UK Fiscal Drag Explained: 40 Years of Stealth Tax in One Chart
You didn’t get a tax rise. You didn’t change jobs. But you’re taking home less money. That’s fiscal drag — the silent erosion of your pay packet when tax thresholds don’t keep up with inflation. Here’s what 40 years of data actually shows.
What is fiscal drag?
Fiscal drag happens when governments freeze or slow-grow the thresholds at which tax rates kick in. Your salary rises with inflation to maintain the same purchasing power, but the tax brackets stay put. The result: you drift into higher tax bands without earning any more in real terms.
It’s a tax rise that never makes the headlines. No chancellor stands at the dispatch box and announces it. But the effect on your take-home pay is exactly the same.
Imagine you earn £50,000. The higher-rate threshold is £50,270. You pay 20% on most of your income. Now inflation pushes your salary to £51,500 — you’ve gained nothing in real terms, but £1,230 of your income is now taxed at 40% instead of 20%. That’s £246 more tax for zero real pay rise.
The data: 1985 to 2026
We modelled what percentage of your gross salary you actually take home — after income tax only — at six salary levels. All salaries are held constant in real (2026) terms, so the only thing that changes is the tax system around you.
Use the tabs below to explore the full 40-year picture, the recent 20-year view, or a summary table.
What the charts reveal
The golden era: 2010–2019
Between 2010 and 2019, the personal allowance rose from £6,475 to £12,500 — nearly doubling in less than a decade. This was arguably the single biggest tax cut for ordinary earners in modern British history, and the charts show it clearly: net take-home percentages climbed steadily across all salary levels.
For someone on £30,000 (in real terms), take-home peaked at 90.8% of gross in 2019/20. That’s the best it has ever been.
The freeze: 2021 onwards
In the March 2021 Budget, the Chancellor announced that the personal allowance and higher-rate threshold would be frozen at £12,570 and £50,270 respectively. Subsequent budgets extended the freeze through to at least 2028/29, with the additional-rate threshold also cut from £150,000 to £125,140 from April 2023.
With inflation running at 6–11% in 2022–2023, the frozen thresholds created the fastest fiscal drag in a generation. Every percentage point of inflation that isn’t matched by threshold rises pushes more income into higher tax bands.
For someone on £30,000, a 2.5 percentage-point drop means roughly £750 more tax per year. At £125,000, the 7.0pp drop translates to nearly £8,750 per year in extra tax — without any rate change.
The £100k–£125k trap
The personal allowance taper — where you lose £1 of allowance for every £2 earned above £100,000 — creates an effective 60% marginal rate in this band. When thresholds freeze but salaries rise with inflation, more people get pulled into this trap every year. The chart shows the £125k line dropping the most steeply of all.

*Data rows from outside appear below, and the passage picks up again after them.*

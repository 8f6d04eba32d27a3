use ratatui::buffer::Buffer;
use ratatui::layout::{Constraint, Direction, Layout, Rect};
use ratatui::style::Style;
use ratatui::text::{Line, Text};

/// Create a centered rect of given size, clamped to `area`.
pub fn centered_rect(width: u16, height: u16, area: Rect) -> Rect {
    let width = width.min(area.width);
    let height = height.min(area.height);

    let vertical = Layout::default()
        .direction(Direction::Vertical)
        .constraints([
            Constraint::Length((area.height.saturating_sub(height)) / 2),
            Constraint::Length(height),
            Constraint::Min(0),
        ])
        .split(area);

    let horizontal = Layout::default()
        .direction(Direction::Horizontal)
        .constraints([
            Constraint::Length((area.width.saturating_sub(width)) / 2),
            Constraint::Length(width),
            Constraint::Min(0),
        ])
        .split(vertical[1]);

    horizontal[1]
}

/// Rows `text` needs when wrapped at `width` columns. Empty lines still take a row.
pub fn wrapped_height(text: &Text<'_>, width: u16) -> u16 {
    let rows = if width == 0 {
        text.lines.len()
    } else {
        let width = usize::from(width);
        text.lines
            .iter()
            .map(|line| line.width().div_ceil(width).max(1))
            .sum()
    };
    u16::try_from(rows).unwrap_or(u16::MAX)
}

/// Display columns of `line`, saturating at `u16::MAX`.
pub fn line_width(line: &Line<'_>) -> u16 {
    u16::try_from(line.width()).unwrap_or(u16::MAX)
}

/// The text of a line without styling, used for accessible labels.
pub fn plain_text(line: &Line<'_>) -> String {
    line.spans.iter().map(|span| span.content.as_ref()).collect()
}

/// Draw a horizontal separator across `area` at row `y`.
pub fn rule(buf: &mut Buffer, y: u16, area: Rect, style: Style) {
    if area.width == 0 {
        return;
    }
    buf.set_string(area.x, y, "─".repeat(area.width as usize), style);
}
use brandui::ui::modal::{DialogIntent, DialogPhase, DialogReducer, DismissReason, HitTarget};
use brandui::ui::mvi::Reducer;

fn run(intents: impl IntoIterator<Item = DialogIntent>) -> DialogPhase {
    intents
        .into_iter()
        .fold(DialogPhase::default(), DialogReducer::reduce)
}

fn sync(is_open: bool) -> DialogIntent {
    DialogIntent::Sync {
        is_open,
        close_on_backdrop: true,
    }
}

#[test]
fn default_phase_is_closed() {
    assert_eq!(DialogPhase::default(), DialogPhase::Closed);
    assert!(!DialogPhase::default().is_open());
}

#[test]
fn full_cycle_open_dismiss_acknowledge_reopen() {
    let dismissed = run([sync(true), DialogIntent::DismissKey]);
    assert_eq!(dismissed.dismiss_reason(), Some(DismissReason::DismissKey));

    // Host still says open: the dialog stays dismissed.
    let still = DialogReducer::reduce(dismissed, sync(true));
    assert!(!still.is_open());

    // Host acknowledges, then opens again.
    let reopened = run([
        sync(true),
        DialogIntent::DismissKey,
        sync(false),
        sync(true),
    ]);
    assert!(reopened.is_open());
}

#[test]
fn close_button_press_and_release_dismisses() {
    let phase = run([
        sync(true),
        DialogIntent::PointerDown(HitTarget::CloseButton),
        DialogIntent::PointerUp(HitTarget::CloseButton),
    ]);
    assert_eq!(phase.dismiss_reason(), Some(DismissReason::CloseButton));
}

#[test]
fn close_button_press_released_elsewhere_keeps_open() {
    let phase = run([
        sync(true),
        DialogIntent::PointerDown(HitTarget::CloseButton),
        DialogIntent::PointerUp(HitTarget::Content),
    ]);
    assert!(phase.is_open());
}

#[test]
fn backdrop_click_ignored_when_disabled() {
    let phase = run([
        DialogIntent::Sync {
            is_open: true,
            close_on_backdrop: false,
        },
        DialogIntent::PointerDown(HitTarget::Backdrop),
        DialogIntent::PointerUp(HitTarget::Backdrop),
    ]);
    assert!(phase.is_open());
}

#[test]
fn close_on_backdrop_can_change_while_open() {
    let phase = run([
        DialogIntent::Sync {
            is_open: true,
            close_on_backdrop: false,
        },
        sync(true),
        DialogIntent::PointerDown(HitTarget::Backdrop),
        DialogIntent::PointerUp(HitTarget::Backdrop),
    ]);
    assert_eq!(phase.dismiss_reason(), Some(DismissReason::Backdrop));
}

#[test]
fn input_while_closed_is_ignored() {
    for intent in [
        DialogIntent::DismissKey,
        DialogIntent::CloseButton,
        DialogIntent::PointerDown(HitTarget::Backdrop),
        DialogIntent::PointerUp(HitTarget::Backdrop),
    ] {
        assert_eq!(run([intent]), DialogPhase::Closed);
    }
}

Why this matters for retirement planning
Fiscal drag isn’t just a curiosity for tax nerds. It directly affects how much of your pension income you actually get to keep.
- Pre-retirement: If you’re still working and saving into a pension, fiscal drag means your contributions are tax-relieved at a higher rate today than the rate you might have been taxed at historically. That’s a silver lining for pension savers.
- In retirement: Your pension withdrawals, State Pension, and any other income all flow through the same frozen tax bands. If thresholds stay frozen for years, the real purchasing power of your after-tax pension income gradually erodes.
- Long-term projections: A 30-year retirement projection that assumes tax bands rise with inflation will look significantly more optimistic than one that assumes continued freezing. The difference can be tens of thousands of pounds over a retirement.
See the impact on your retirement
Isaac models fiscal drag in your projections. Choose frozen bands, partial growth, or full inflation tracking and see how it changes your retirement income year by year.
Try Isaac free →What happens next?
The current freeze is confirmed until at least 2028/29. After that, it depends on the government of the day. History suggests that once thresholds start rising again, they tend to lag behind inflation for a while before catching up.
For your own planning, it’s worth modelling a range of assumptions. Isaac lets you choose between three fiscal drag settings:
- Frozen: Tax bands stay at today’s levels. Maximum fiscal drag. Realistic for the near term.
- Partially frozen: Bands grow at half the rate of inflation. A balanced middle ground for longer planning horizons.
- Rise with inflation: Bands keep pace with inflation. No fiscal drag. The optimistic long-term assumption.
There is no “right” answer — but seeing the difference between these assumptions in your own projection is eye-opening. A 25-year retirement under frozen bands versus inflation-linked bands can differ by 10–15% in cumulative after-tax income.
Fiscal drag is real, it’s measurable, and it’s accelerating. Whether you’re still working or already retired, understanding how frozen tax bands affect your finances is essential. The best thing you can do is model it — with your own numbers, your own pensions, and your own spending.